PROMPT: Go through the entries, filter for the word "yellow", and copy every line that has it.

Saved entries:
=== Begin Enclosure ===
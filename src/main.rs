//! Lookdeck CLI - bind Looker query results into slide decks

use std::path::{Path, PathBuf};

use chrono::Local;
use clap::Parser;
use colored::Colorize;
use tracing::{info, warn};

use lookdeck::error::{FixSuggestion, LookdeckError};
use lookdeck::{resolve_destination, run_pipeline, Deck, LookerClient, LookerConfig, RunOptions};

#[derive(Parser)]
#[command(name = "lookdeck")]
#[command(about = "Lookdeck - bind Looker query results into slide decks")]
#[command(version)]
struct Cli {
    /// Path to the deck snapshot to process (default: first *.deck.json
    /// in the current directory)
    #[arg(short = 'f', long)]
    file_path: Option<PathBuf>,

    /// Directory that will contain the generated deck
    #[arg(short = 'o', long, default_value = "output")]
    output_dir: PathBuf,

    /// Overwrite the deck file in place instead of writing a new one
    #[arg(short = 's', long = "self")]
    write_in_place: bool,

    /// Do not open the generated deck after processing
    #[arg(short = 'q', long)]
    quiet: bool,

    /// Stop adding red outlines around elements with errors
    #[arg(long)]
    hide_errors: bool,

    /// Run-level filter value, applied to each binding's declared filter field
    #[arg(long)]
    filter: Option<String>,

    /// Dump each distinct query's raw result into this directory
    #[arg(long)]
    dump_dir: Option<PathBuf>,
}

#[tokio::main]
async fn main() {
    // Load .env file (ignore if not present)
    let _ = dotenvy::dotenv();

    // Initialize tracing
    tracing_subscriber::fmt()
        .with_env_filter(
            tracing_subscriber::EnvFilter::from_default_env()
                .add_directive(tracing::Level::INFO.into()),
        )
        .init();

    let cli = Cli::parse();

    if let Err(e) = run(cli).await {
        eprintln!("{} {}", "Error:".red().bold(), e);
        if let Some(suggestion) = e.fix_suggestion() {
            eprintln!("  {} {}", "Fix:".yellow(), suggestion);
        }
        std::process::exit(1);
    }
}

async fn run(cli: Cli) -> Result<(), LookdeckError> {
    // Connection configuration gates the whole run.
    let config = LookerConfig::from_env()?;

    let input = resolve_input(cli.file_path.as_deref())?;
    let mut deck = Deck::load(&input)?;

    let client = LookerClient::connect(&config)
        .await
        .map_err(|e| LookdeckError::Execution(format!("cannot connect to Looker: {e:#}")))?;

    let options = RunOptions {
        filter: cli.filter,
        hide_errors: cli.hide_errors,
        write_in_place: cli.write_in_place,
        dump_dir: cli.dump_dir,
    };
    let report = run_pipeline(&mut deck, &client, &options).await?;

    if report.bound_elements == 0 {
        eprintln!(
            "{} No bound elements found. Add a binding (id: <look_id>) to an \
             element description to load data into it.",
            "!".yellow().bold()
        );
        return Ok(());
    }

    println!(
        "{} {} element(s): {} rendered, {} skipped, {} failed | {} distinct quer{}",
        "→".cyan(),
        report.bound_elements,
        report.rendered().to_string().green(),
        report.skipped(),
        report.failed().to_string().red(),
        report.distinct_queries,
        if report.distinct_queries == 1 { "y" } else { "ies" },
    );

    let destination = resolve_destination(&input, &cli.output_dir, cli.write_in_place, &Local::now());
    if !cli.write_in_place {
        std::fs::create_dir_all(&cli.output_dir)?;
    }
    deck.save(&destination)?;
    println!("{} Wrote {}", "✓".green(), destination.display());

    // Per-element failures never change the exit code.
    if !cli.quiet {
        open_artifact(&destination);
    }
    Ok(())
}

/// Use the given path, or fall back to the first deck snapshot found in
/// the current directory.
fn resolve_input(arg: Option<&Path>) -> Result<PathBuf, LookdeckError> {
    if let Some(path) = arg {
        if !path.exists() {
            return Err(LookdeckError::Document(format!(
                "{} does not exist",
                path.display()
            )));
        }
        return Ok(path.to_path_buf());
    }

    let found = glob::glob("*.deck.json")
        .map_err(|e| LookdeckError::Document(e.to_string()))?
        .flatten()
        .next();
    match found {
        Some(path) => {
            warn!(
                "no file path provided, using first found file: {}. \
                 To specify a file, use -f <file_path>.",
                path.display()
            );
            Ok(path)
        }
        None => Err(LookdeckError::Document(
            "no deck snapshot found in the current directory; specify one with -f <file_path>"
                .to_string(),
        )),
    }
}

/// Best-effort open with the platform opener; never fails the run
fn open_artifact(path: &Path) {
    #[cfg(target_os = "macos")]
    let mut command = {
        let mut c = std::process::Command::new("open");
        c.arg(path);
        c
    };
    #[cfg(target_os = "windows")]
    let mut command = {
        let mut c = std::process::Command::new("cmd");
        c.args(["/C", "start", ""]).arg(path);
        c
    };
    #[cfg(not(any(target_os = "macos", target_os = "windows")))]
    let mut command = {
        let mut c = std::process::Command::new("xdg-open");
        c.arg(path);
        c
    };

    match command.spawn() {
        Ok(_) => info!("opened {}", path.display()),
        Err(e) => {
            warn!("could not open the deck: {e}");
            info!("you can find the file at {}", path.display());
        }
    }
}
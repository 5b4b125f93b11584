//! Single-pass template resolver with caching
//!
//! Text elements may embed directives like `{{orders_count}}`,
//! `{{rows[2].orders_count}}` or `{{delta | colorize_sign}}`. Templates
//! are tokenized once and cached; resolution is a single pass over the
//! tokens against the normalized result's row records.
//!
//! `colorize_sign` wraps its value in control-character markers carrying a
//! color; the text renderer decodes those markers back into colored runs.

use std::collections::BTreeMap;
use std::ops::Range;
use std::sync::Arc;

use anyhow::Result;
use dashmap::DashMap;
use once_cell::sync::Lazy;
use regex::Regex;

use crate::normalize::{display, ResultSet};

/// Marker bytes for colored segments (start, separator, end)
const MARK_START: char = '\u{0002}';
const MARK_SEP: char = '\u{0003}';
const MARK_END: char = '\u{0004}';

const POSITIVE_HEX: &str = "#008000";
const NEGATIVE_HEX: &str = "#C00000";
const NEUTRAL_HEX: &str = "#000000";

static DIRECTIVE_RE: Lazy<Regex> = Lazy::new(|| Regex::new(r"\{\{[^}]*\}\}").unwrap());

static MARKER_RE: Lazy<Regex> = Lazy::new(|| {
    Regex::new("\u{0002}(#[0-9A-Fa-f]{6})\u{0003}((?s).*?)\u{0004}").unwrap()
});

static WS_RE: Lazy<Regex> = Lazy::new(|| Regex::new(r"\s+").unwrap());

// Emoji and a broad set of pictographs/symbols; stripped from template
// context values because slide fonts rarely carry them.
static EMOJI_RE: Lazy<Regex> = Lazy::new(|| {
    Regex::new(concat!(
        "[",
        "\u{1F600}-\u{1F64F}",
        "\u{1F300}-\u{1F5FF}",
        "\u{1F680}-\u{1F6FF}",
        "\u{1F1E0}-\u{1F1FF}",
        "\u{2702}-\u{27B0}",
        "\u{24C2}-\u{1F251}",
        "\u{1F900}-\u{1F9FF}",
        "\u{1FA70}-\u{1FAFF}",
        "\u{2600}-\u{26FF}",
        "]+",
    ))
    .unwrap()
});

/// True when the text contains template directives
pub fn has_directives(text: &str) -> bool {
    DIRECTIVE_RE.is_match(text)
}

pub fn strip_emojis(text: &str) -> String {
    EMOJI_RE.replace_all(text, "").to_string()
}

/// Token representing a parsed template fragment
#[derive(Debug, Clone)]
pub enum Token {
    /// Literal text (stores range in original string)
    Literal(Range<usize>),
    /// Field reference: {{column}} or {{rows[N].column}}
    Field {
        row: Option<usize>,
        column: String,
        colorize: bool,
    },
}

/// Row records the directives resolve against
#[derive(Debug, Clone, Default)]
pub struct TemplateContext {
    pub rows: Vec<BTreeMap<String, String>>,
}

impl TemplateContext {
    /// Build row records from a normalized result. Column labels become
    /// identifier-safe names (whitespace → underscores); emojis are
    /// stripped from both names and values.
    pub fn from_result(result: &ResultSet) -> Self {
        let names: Vec<String> = result
            .columns
            .iter()
            .map(|c| identifier_name(&c.label))
            .collect();

        let rows = result
            .rows
            .iter()
            .map(|row| {
                names
                    .iter()
                    .zip(row.iter())
                    .map(|(name, value)| (name.clone(), strip_emojis(&display(value))))
                    .collect()
            })
            .collect();

        Self { rows }
    }

    fn get(&self, row: usize, column: &str) -> Option<&str> {
        self.rows.get(row)?.get(column).map(String::as_str)
    }
}

/// Whitespace → underscores, so labels work as directive identifiers
pub fn identifier_name(label: &str) -> String {
    let cleaned = strip_emojis(label);
    WS_RE
        .replace_all(cleaned.trim(), "_")
        .trim_matches('_')
        .to_string()
}

/// Template resolver with caching
pub struct TemplateResolver {
    /// Cache of parsed templates
    cache: DashMap<String, Arc<Vec<Token>>>,
}

impl Default for TemplateResolver {
    fn default() -> Self {
        Self::new()
    }
}

impl TemplateResolver {
    pub fn new() -> Self {
        Self {
            cache: DashMap::new(),
        }
    }

    /// Parse template into tokens (with caching)
    pub fn tokenize(&self, template: &str) -> Arc<Vec<Token>> {
        if let Some(cached) = self.cache.get(template) {
            return Arc::clone(&cached);
        }

        let mut tokens = Vec::new();
        let mut rest = 0;
        let bytes = template.as_bytes();
        let mut i = 0;

        while i + 1 < bytes.len() {
            if bytes[i] == b'{' && bytes[i + 1] == b'{' {
                if let Some(close) = template[i + 2..].find("}}") {
                    let inner = &template[i + 2..i + 2 + close];
                    if let Some(token) = parse_field(inner) {
                        if i > rest {
                            tokens.push(Token::Literal(rest..i));
                        }
                        tokens.push(token);
                        i += 2 + close + 2;
                        rest = i;
                        continue;
                    }
                }
            }
            i += 1;
        }

        if rest < template.len() {
            tokens.push(Token::Literal(rest..template.len()));
        }

        let tokens = Arc::new(tokens);
        self.cache.insert(template.to_string(), tokens.clone());
        tokens
    }

    /// Resolve a template against row records. Unresolvable references
    /// keep their original directive text.
    pub fn resolve(&self, template: &str, ctx: &TemplateContext) -> Result<String> {
        let tokens = self.tokenize(template);
        let mut result = String::with_capacity(template.len() * 2);

        for token in tokens.iter() {
            match token {
                Token::Literal(range) => result.push_str(&template[range.clone()]),
                Token::Field {
                    row,
                    column,
                    colorize,
                } => {
                    let row_idx = row.unwrap_or(0);
                    match ctx.get(row_idx, column) {
                        Some(value) if *colorize => result.push_str(&colorize_sign(value)),
                        Some(value) => result.push_str(value),
                        None => {
                            // Keep original directive if not found
                            match row {
                                Some(r) => {
                                    result.push_str(&format!("{{{{rows[{r}].{column}}}}}"))
                                }
                                None => result.push_str(&format!("{{{{{column}}}}}")),
                            }
                        }
                    }
                }
            }
        }

        Ok(result)
    }
}

/// Parse the inside of a `{{ ... }}` directive
fn parse_field(inner: &str) -> Option<Token> {
    let mut parts = inner.split('|');
    let reference = parts.next()?.trim();
    let colorize = match parts.next().map(str::trim) {
        None => false,
        Some("colorize_sign") => true,
        Some(_) => return None,
    };
    if parts.next().is_some() || reference.is_empty() {
        return None;
    }

    if let Some(rest) = reference.strip_prefix("rows[") {
        let (idx, column) = rest.split_once("].")?;
        let row: usize = idx.trim().parse().ok()?;
        let column = column.trim();
        if column.is_empty() {
            return None;
        }
        return Some(Token::Field {
            row: Some(row),
            column: column.to_string(),
            colorize,
        });
    }

    if reference.contains(char::is_whitespace) {
        return None;
    }
    Some(Token::Field {
        row: None,
        column: reference.to_string(),
        colorize,
    })
}

/// Global template resolver instance
pub static TEMPLATE_RESOLVER: Lazy<TemplateResolver> = Lazy::new(TemplateResolver::new);

/// Convenience function for resolving templates
pub fn resolve(template: &str, ctx: &TemplateContext) -> Result<String> {
    TEMPLATE_RESOLVER.resolve(template, ctx)
}

// ---------------------------------------------------------------------------
// Colorize-by-sign
// ---------------------------------------------------------------------------

/// Wrap a value in color markers by its numeric sign
pub fn colorize_sign(value: &str) -> String {
    let color = match parse_number(value) {
        Some(n) if n > 0.0 => POSITIVE_HEX,
        Some(n) if n < 0.0 => NEGATIVE_HEX,
        _ => NEUTRAL_HEX,
    };
    encode_colored_text(value, color)
}

pub fn encode_colored_text(text: &str, hex_color: &str) -> String {
    format!("{MARK_START}{hex_color}{MARK_SEP}{text}{MARK_END}")
}

/// Split rendered text into (text, optional color) segments
pub fn decode_marked_segments(rendered: &str) -> Vec<(String, Option<String>)> {
    let mut segments = Vec::new();
    let mut pos = 0;
    for caps in MARKER_RE.captures_iter(rendered) {
        let whole = caps.get(0).unwrap();
        if whole.start() > pos {
            segments.push((rendered[pos..whole.start()].to_string(), None));
        }
        segments.push((caps[2].to_string(), Some(caps[1].to_string())));
        pos = whole.end();
    }
    if pos < rendered.len() {
        segments.push((rendered[pos..].to_string(), None));
    }
    segments
}

/// Parse a display value as a number: thousands separators, leading
/// currency symbols, trailing units and parenthesized negatives.
pub fn parse_number(value: &str) -> Option<f64> {
    static PAREN_RE: Lazy<Regex> = Lazy::new(|| Regex::new(r"^\(([\d.,\-]+)\)$").unwrap());
    static LEAD_RE: Lazy<Regex> = Lazy::new(|| Regex::new(r"^[^\d\-+.]+").unwrap());
    static TRAIL_RE: Lazy<Regex> = Lazy::new(|| Regex::new(r"[^\d.eE]+$").unwrap());

    let s = strip_emojis(value);
    let s = s.trim();
    if s.is_empty() {
        return None;
    }

    if let Some(caps) = PAREN_RE.captures(s) {
        let inner = caps[1].replace(',', "");
        return inner.parse::<f64>().ok().map(|n| -n);
    }

    let s = s.replace(',', "").replace(' ', "");
    let s = LEAD_RE.replace(&s, "");
    let s = TRAIL_RE.replace(&s, "");
    s.parse().ok()
}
=== End Enclosure ===
SOLUTION BELOW:
            eprintln!("  {} {}", "Fix:".yellow(), suggestion);
            "!".yellow().bold()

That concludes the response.